Bruce L. Davidson MD, MPH co-led development of the NIH oral rotavirus vaccine, is Past President of the National Tuberculosis Controllers Association, and is a public health and pulmonary physician in the Seattle area.
On Friday March 19, 2021, FDA released new data with a breakdown of location for the 18 American Indians/Alaska Natives in whom the Johnson & Johnson single-dose vaccine failed to protect against Covid-19. Only one of these 18 patients was in the United States, 17 were in South America or Mexico. By independent statistical analysis, the protection from Covid-19 by the J&J vaccine is not different from and protects as well as the Pfizer and Moderna vaccines in US Alaska Natives and American Indians. All three vaccines are quite safe.
On March 8, Alaska Native News published my Op/Ed explaining that the single-shot Johnson & Johnson vaccine failed to protect 18 American Indians/Alaska Natives among 1628 injected. Compared to every other population combined in the large study, it had half the efficacy, with a 4 in 1000 chance this result happened by accident.
After conveying my concern to FDA which had authorized all three vaccines for all Americans, Dr Peter Marks, Director of FDA’s Center for Biologics Evaluation and Research, promised to look into the exact data to identify how many of those 18 active vaccine failure Covid-19 cases occurred in the United States. His colleagues re-reviewed the study results and reported the new information Friday.
One failure only among about 95 US American Indian/Alaska Natives given active vaccine is no different in vaccine statistics from the zero failures in 104 Pfizer and 107 Moderna US American Indian/Alaska Natives. Why? Because the exposure to virus is different, the nasal swab result accuracy isn’t perfect, and the next subjects in the Pfizer and Moderna studies might have been the ones to have vaccine failures. With only about 100 persons in each study, zero cases equals one and one equals zero.

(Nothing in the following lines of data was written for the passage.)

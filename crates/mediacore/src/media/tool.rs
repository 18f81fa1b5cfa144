//! External media tool boundary.
//!
//! Jobs never spawn processes themselves: they build a [`ToolInvocation`] with
//! [`super::commands`] and hand it to a [`MediaTool`]. Production uses
//! [`FfmpegTool`]; tests plug in a scripted implementation.

use async_trait::async_trait;
use std::ffi::OsString;
use std::path::{Path, PathBuf};
use std::process::Stdio;
use std::time::Duration;
use tokio::io::AsyncReadExt;
use tokio::process::Command;
use tokio_util::sync::CancellationToken;

use super::{ConversionError, ConversionResult};
use crate::core::metrics;
use crate::core::process::{run_with_timeout, FFPROBE_TIMEOUT};

/// One ffmpeg run: arguments after the common flags, the file it must produce
/// and how long it may take.
#[derive(Debug, Clone)]
pub struct ToolInvocation {
    /// Short operation label for logs and metrics ("trim", "compress", ...)
    pub operation: &'static str,
    pub args: Vec<OsString>,
    pub output: PathBuf,
    pub timeout: Duration,
}

impl ToolInvocation {
    pub fn new(operation: &'static str, output: impl Into<PathBuf>, timeout: Duration) -> Self {
        Self {
            operation,
            args: Vec::new(),
            output: output.into(),
            timeout,
        }
    }

    #[must_use]
    pub fn arg(mut self, arg: impl Into<OsString>) -> Self {
        self.args.push(arg.into());
        self
    }

    #[must_use]
    pub fn args<I, S>(mut self, args: I) -> Self
    where
        I: IntoIterator<Item = S>,
        S: Into<OsString>,
    {
        self.args.extend(args.into_iter().map(Into::into));
        self
    }

    /// Appends the output path as the final argument
    #[must_use]
    pub fn finish(mut self) -> Self {
        let output = self.output.clone().into_os_string();
        self.args.push(output);
        self
    }

    /// Arguments rendered lossily, for logs and test assertions
    pub fn args_lossy(&self) -> Vec<String> {
        self.args.iter().map(|a| a.to_string_lossy().into_owned()).collect()
    }
}

/// Stream class used when counting streams
#[derive(Debug, Clone, Copy, PartialEq, Eq)]
pub enum StreamType {
    Video,
    Audio,
    Subtitle,
}

impl StreamType {
    fn selector(self) -> &'static str {
        match self {
            StreamType::Video => "v",
            StreamType::Audio => "a",
            StreamType::Subtitle => "s",
        }
    }
}

/// Raw grayscale frame layout used by intro scanning
#[derive(Debug, Clone, Copy, PartialEq)]
pub struct FrameGeometry {
    pub width: u32,
    pub height: u32,
    pub fps: f64,
}

impl FrameGeometry {
    /// Bytes in one 8-bit grayscale frame
    pub fn frame_len(&self) -> usize {
        self.width as usize * self.height as usize
    }
}

/// Capability surface of the external media tool
#[async_trait]
pub trait MediaTool: Send + Sync {
    /// Runs one invocation. Success means exit code zero and an existing output file.
    async fn run(&self, invocation: &ToolInvocation) -> ConversionResult<()>;

    /// Container duration in seconds
    async fn media_duration(&self, path: &Path) -> ConversionResult<f64>;

    /// Number of streams of the given type in the container
    async fn count_streams(&self, path: &Path, stream_type: StreamType) -> ConversionResult<usize>;

    /// Decodes `input` into grayscale frames sampled at `geometry.fps` and feeds
    /// each frame to `on_frame` in order. Returns the number of frames read.
    async fn scan_gray_frames(
        &self,
        input: &Path,
        geometry: FrameGeometry,
        cancel: &CancellationToken,
        on_frame: &mut (dyn for<'f> FnMut(&'f [u8]) + Send),
    ) -> ConversionResult<usize>;
}

/// ffmpeg/ffprobe found on PATH
#[derive(Debug, Clone, Default)]
pub struct FfmpegTool;

impl FfmpegTool {
    pub fn new() -> Self {
        Self
    }
}

#[async_trait]
impl MediaTool for FfmpegTool {
    async fn run(&self, invocation: &ToolInvocation) -> ConversionResult<()> {
        log::debug!("ffmpeg [{}] {:?}", invocation.operation, invocation.args_lossy());

        let mut cmd = Command::new("ffmpeg");
        cmd.args(["-hide_banner", "-loglevel", "error", "-y"])
            .args(&invocation.args)
            .stdout(Stdio::null());

        let output = match run_with_timeout(&mut cmd, invocation.timeout).await {
            Ok(output) => output,
            Err(e) => {
                metrics::record_tool_failure(invocation.operation);
                return Err(e);
            }
        };

        if !output.status.success() {
            let stderr = String::from_utf8_lossy(&output.stderr);
            log::error!("FFmpeg {} error: {}", invocation.operation, stderr);
            metrics::record_tool_failure(invocation.operation);
            return Err(ConversionError::ToolFailed(stderr.to_string()));
        }

        if !invocation.output.exists() {
            metrics::record_tool_failure(invocation.operation);
            return Err(ConversionError::OutputMissing(invocation.output.display().to_string()));
        }

        Ok(())
    }

    async fn media_duration(&self, path: &Path) -> ConversionResult<f64> {
        let mut cmd = Command::new("ffprobe");
        cmd.args([
            "-v",
            "error",
            "-show_entries",
            "format=duration",
            "-of",
            "default=noprint_wrappers=1:nokey=1",
        ])
        .arg(path);

        let output = run_with_timeout(&mut cmd, FFPROBE_TIMEOUT).await?;
        if !output.status.success() {
            return Err(ConversionError::ToolFailed(
                String::from_utf8_lossy(&output.stderr).to_string(),
            ));
        }

        let duration_str = String::from_utf8_lossy(&output.stdout);
        duration_str
            .trim()
            .parse::<f64>()
            .map_err(|_| ConversionError::ToolFailed("Failed to parse duration".to_string()))
    }

    async fn count_streams(&self, path: &Path, stream_type: StreamType) -> ConversionResult<usize> {
        let mut cmd = Command::new("ffprobe");
        cmd.args([
            "-v",
            "error",
            "-select_streams",
            stream_type.selector(),
            "-show_entries",
            "stream=index",
            "-of",
            "csv=p=0",
        ])
        .arg(path);

        let output = run_with_timeout(&mut cmd, FFPROBE_TIMEOUT).await?;
        if !output.status.success() {
            return Err(ConversionError::ToolFailed(
                String::from_utf8_lossy(&output.stderr).to_string(),
            ));
        }

        Ok(String::from_utf8_lossy(&output.stdout)
            .lines()
            .filter(|l| !l.trim().is_empty())
            .count())
    }

    async fn scan_gray_frames(
        &self,
        input: &Path,
        geometry: FrameGeometry,
        cancel: &CancellationToken,
        on_frame: &mut (dyn for<'f> FnMut(&'f [u8]) + Send),
    ) -> ConversionResult<usize> {
        if !input.exists() {
            return Err(ConversionError::InputNotFound(input.display().to_string()));
        }

        let filter = format!(
            "fps={},scale={}:{},format=gray",
            geometry.fps, geometry.width, geometry.height
        );
        let mut child = Command::new("ffmpeg")
            .args(["-hide_banner", "-loglevel", "error", "-i"])
            .arg(input)
            .args(["-vf", &filter, "-f", "rawvideo", "-pix_fmt", "gray", "-"])
            .stdin(Stdio::null())
            .stdout(Stdio::piped())
            .stderr(Stdio::null())
            .kill_on_drop(true)
            .spawn()?;

        let mut stdout = child
            .stdout
            .take()
            .ok_or_else(|| ConversionError::ToolFailed("ffmpeg stdout unavailable".to_string()))?;

        let mut frame = vec![0u8; geometry.frame_len()];
        let mut frames = 0usize;
        loop {
            let read = tokio::select! {
                _ = cancel.cancelled() => {
                    let _ = child.kill().await;
                    return Err(ConversionError::InvalidInput("scan cancelled".to_string()));
                }
                read = stdout.read_exact(&mut frame) => read,
            };
            match read {
                Ok(_) => {
                    on_frame(&frame);
                    frames += 1;
                }
                Err(e) if e.kind() == std::io::ErrorKind::UnexpectedEof => break,
                Err(e) => return Err(ConversionError::Io(e)),
            }
        }

        let status = child.wait().await?;
        if !status.success() && frames == 0 {
            metrics::record_tool_failure("scan");
            return Err(ConversionError::ToolFailed(format!("frame scan exited with {}", status)));
        }
        Ok(frames)
    }
}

This new result is very good news. It is also heartening that FDA’s top physician leading this Division takes external concerns about the Alaska Natives and American Indians so very seriously and personally that he runs the matter to ground with his colleagues to obtain and rapidly provide the answer.
Why was this concern important to address? If you have a high fever from a severe bacterial infection, you want a doctor who will choose the best antibiotics for that bacterium, not just any antibiotic. When there is a choice in vaccines to prevent a serious illness, you want your public health leaders to behave the same.
All three vaccines are similarly safe and effective against Covid-19 in all US populations, including Alaska Natives and American Indians.
Get your arm jabbed as soon as you can.